■ Your assignment
Work through the data below line by line and say how many lines hold "ChatMessage"; give only the number.

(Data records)
★ ★ ★ ★ ★

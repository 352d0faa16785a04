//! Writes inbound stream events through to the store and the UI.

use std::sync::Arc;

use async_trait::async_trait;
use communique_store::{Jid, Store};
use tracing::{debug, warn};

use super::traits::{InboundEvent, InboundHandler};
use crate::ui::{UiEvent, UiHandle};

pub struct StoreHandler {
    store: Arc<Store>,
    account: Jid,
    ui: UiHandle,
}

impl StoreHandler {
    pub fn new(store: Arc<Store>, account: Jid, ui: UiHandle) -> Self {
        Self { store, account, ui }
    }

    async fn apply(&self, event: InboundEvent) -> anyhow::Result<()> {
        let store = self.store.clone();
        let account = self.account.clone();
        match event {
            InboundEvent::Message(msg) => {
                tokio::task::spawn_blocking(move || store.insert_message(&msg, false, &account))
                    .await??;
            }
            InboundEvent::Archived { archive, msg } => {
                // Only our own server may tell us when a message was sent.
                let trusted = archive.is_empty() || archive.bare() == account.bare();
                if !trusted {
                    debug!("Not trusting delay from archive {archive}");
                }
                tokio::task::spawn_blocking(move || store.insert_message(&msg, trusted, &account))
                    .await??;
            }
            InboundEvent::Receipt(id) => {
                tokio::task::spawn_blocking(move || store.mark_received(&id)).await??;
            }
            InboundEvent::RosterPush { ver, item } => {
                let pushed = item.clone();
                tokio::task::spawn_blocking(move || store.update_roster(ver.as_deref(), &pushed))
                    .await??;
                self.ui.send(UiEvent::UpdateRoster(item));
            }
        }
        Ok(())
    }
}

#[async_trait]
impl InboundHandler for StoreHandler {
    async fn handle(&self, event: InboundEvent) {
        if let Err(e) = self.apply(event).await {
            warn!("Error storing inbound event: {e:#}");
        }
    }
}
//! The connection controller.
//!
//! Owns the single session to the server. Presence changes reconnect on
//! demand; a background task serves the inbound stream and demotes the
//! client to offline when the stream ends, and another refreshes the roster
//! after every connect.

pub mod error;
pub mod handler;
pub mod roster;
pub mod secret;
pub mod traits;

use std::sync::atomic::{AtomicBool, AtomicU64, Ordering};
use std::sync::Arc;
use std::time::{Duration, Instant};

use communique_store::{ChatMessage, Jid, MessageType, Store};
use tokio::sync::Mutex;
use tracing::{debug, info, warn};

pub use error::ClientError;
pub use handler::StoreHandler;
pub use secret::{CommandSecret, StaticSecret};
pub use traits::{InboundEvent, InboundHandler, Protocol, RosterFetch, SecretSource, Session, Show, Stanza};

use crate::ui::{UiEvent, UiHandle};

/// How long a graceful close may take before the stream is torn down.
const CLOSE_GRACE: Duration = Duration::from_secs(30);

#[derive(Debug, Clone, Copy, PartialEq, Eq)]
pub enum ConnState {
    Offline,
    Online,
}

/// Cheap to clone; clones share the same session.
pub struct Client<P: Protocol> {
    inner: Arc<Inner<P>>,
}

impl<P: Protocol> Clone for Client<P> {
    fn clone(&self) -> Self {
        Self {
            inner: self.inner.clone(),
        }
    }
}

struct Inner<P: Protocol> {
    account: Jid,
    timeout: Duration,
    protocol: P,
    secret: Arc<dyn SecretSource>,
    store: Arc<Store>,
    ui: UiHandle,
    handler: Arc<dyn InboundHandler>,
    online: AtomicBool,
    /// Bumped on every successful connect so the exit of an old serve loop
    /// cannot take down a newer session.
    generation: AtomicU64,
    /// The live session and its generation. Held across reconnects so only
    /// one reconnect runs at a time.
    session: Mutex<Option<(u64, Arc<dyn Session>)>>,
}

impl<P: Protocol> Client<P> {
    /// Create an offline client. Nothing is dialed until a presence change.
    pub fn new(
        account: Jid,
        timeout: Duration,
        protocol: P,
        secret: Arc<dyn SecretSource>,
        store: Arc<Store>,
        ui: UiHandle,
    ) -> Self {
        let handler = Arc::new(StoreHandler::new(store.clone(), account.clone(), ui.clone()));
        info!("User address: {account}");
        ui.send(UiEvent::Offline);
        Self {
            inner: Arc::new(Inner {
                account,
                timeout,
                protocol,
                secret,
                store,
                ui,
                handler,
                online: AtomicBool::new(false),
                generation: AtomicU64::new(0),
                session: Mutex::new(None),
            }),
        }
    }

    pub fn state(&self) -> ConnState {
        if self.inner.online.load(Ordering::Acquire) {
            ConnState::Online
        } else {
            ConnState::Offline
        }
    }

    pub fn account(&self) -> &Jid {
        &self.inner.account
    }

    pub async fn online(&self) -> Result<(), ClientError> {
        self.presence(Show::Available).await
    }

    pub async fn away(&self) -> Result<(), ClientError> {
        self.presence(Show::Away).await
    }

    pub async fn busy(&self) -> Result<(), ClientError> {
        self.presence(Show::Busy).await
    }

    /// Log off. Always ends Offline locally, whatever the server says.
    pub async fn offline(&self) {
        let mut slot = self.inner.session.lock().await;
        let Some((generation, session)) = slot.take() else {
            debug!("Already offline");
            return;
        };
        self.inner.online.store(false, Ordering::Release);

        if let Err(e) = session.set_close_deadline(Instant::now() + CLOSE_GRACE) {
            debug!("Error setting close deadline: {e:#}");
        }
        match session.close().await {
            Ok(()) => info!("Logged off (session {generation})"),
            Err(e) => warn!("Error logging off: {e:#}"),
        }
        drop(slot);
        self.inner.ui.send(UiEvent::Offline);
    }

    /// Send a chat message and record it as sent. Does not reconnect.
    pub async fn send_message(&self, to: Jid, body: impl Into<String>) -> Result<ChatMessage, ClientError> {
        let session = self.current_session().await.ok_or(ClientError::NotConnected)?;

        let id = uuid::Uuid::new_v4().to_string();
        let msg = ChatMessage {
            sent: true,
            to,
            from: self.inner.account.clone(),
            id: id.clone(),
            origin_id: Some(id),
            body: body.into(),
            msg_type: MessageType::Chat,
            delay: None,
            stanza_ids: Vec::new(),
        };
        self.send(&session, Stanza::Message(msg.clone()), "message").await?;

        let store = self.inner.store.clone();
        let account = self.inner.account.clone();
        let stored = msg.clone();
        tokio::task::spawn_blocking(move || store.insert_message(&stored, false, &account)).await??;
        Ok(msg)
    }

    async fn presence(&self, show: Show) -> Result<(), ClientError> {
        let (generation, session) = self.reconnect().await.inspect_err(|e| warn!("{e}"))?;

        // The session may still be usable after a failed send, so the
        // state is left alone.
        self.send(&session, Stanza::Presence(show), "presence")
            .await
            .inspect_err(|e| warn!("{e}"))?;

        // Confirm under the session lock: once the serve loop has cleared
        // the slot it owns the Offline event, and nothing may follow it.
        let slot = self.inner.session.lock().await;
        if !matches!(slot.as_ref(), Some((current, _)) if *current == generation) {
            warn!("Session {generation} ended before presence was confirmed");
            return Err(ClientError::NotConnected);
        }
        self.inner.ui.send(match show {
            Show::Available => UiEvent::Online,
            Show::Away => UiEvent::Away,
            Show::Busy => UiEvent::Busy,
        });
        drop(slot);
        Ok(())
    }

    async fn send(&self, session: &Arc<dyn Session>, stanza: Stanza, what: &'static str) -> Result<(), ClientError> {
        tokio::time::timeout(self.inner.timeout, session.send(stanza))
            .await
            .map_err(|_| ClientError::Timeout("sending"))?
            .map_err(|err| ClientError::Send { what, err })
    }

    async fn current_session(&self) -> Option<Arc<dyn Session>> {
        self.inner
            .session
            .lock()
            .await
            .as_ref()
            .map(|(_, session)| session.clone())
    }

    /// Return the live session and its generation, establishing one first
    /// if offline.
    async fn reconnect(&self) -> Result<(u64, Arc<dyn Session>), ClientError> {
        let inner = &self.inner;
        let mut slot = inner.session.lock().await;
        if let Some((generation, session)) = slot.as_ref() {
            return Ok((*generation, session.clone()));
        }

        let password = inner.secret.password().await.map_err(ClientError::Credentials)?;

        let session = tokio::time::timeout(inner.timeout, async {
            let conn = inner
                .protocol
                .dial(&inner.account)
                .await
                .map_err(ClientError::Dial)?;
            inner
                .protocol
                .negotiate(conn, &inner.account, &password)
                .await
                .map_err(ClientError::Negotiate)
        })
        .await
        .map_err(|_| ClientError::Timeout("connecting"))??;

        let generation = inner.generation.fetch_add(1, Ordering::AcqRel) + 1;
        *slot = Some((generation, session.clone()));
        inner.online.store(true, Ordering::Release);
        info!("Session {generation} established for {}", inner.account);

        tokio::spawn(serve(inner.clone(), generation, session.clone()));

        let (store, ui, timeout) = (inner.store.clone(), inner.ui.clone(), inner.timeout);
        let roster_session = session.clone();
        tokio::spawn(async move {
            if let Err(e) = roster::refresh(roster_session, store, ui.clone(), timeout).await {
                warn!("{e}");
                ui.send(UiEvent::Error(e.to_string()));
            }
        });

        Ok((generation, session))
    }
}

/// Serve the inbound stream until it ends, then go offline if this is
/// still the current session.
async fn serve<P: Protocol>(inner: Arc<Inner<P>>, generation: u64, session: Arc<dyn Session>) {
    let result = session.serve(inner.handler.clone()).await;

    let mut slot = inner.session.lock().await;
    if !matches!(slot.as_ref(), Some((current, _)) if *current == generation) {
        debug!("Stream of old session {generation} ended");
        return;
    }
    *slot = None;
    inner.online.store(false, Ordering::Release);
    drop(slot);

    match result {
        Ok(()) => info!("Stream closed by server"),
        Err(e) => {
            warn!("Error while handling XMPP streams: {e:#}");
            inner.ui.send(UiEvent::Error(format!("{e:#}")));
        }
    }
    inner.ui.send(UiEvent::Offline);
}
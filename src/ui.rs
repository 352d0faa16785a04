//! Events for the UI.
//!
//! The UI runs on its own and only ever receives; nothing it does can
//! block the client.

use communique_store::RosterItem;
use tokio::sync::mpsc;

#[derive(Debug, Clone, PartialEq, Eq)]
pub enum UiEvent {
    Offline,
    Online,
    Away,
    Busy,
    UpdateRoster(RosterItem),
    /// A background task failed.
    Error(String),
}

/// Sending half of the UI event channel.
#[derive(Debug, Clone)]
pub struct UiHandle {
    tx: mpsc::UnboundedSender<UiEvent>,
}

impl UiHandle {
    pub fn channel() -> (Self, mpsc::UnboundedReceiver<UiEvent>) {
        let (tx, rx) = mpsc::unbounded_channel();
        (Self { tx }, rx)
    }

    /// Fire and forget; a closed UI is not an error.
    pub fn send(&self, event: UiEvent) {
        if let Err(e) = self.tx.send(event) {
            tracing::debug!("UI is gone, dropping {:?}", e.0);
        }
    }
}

★ ★ ★ ★ ★

■ Your response
3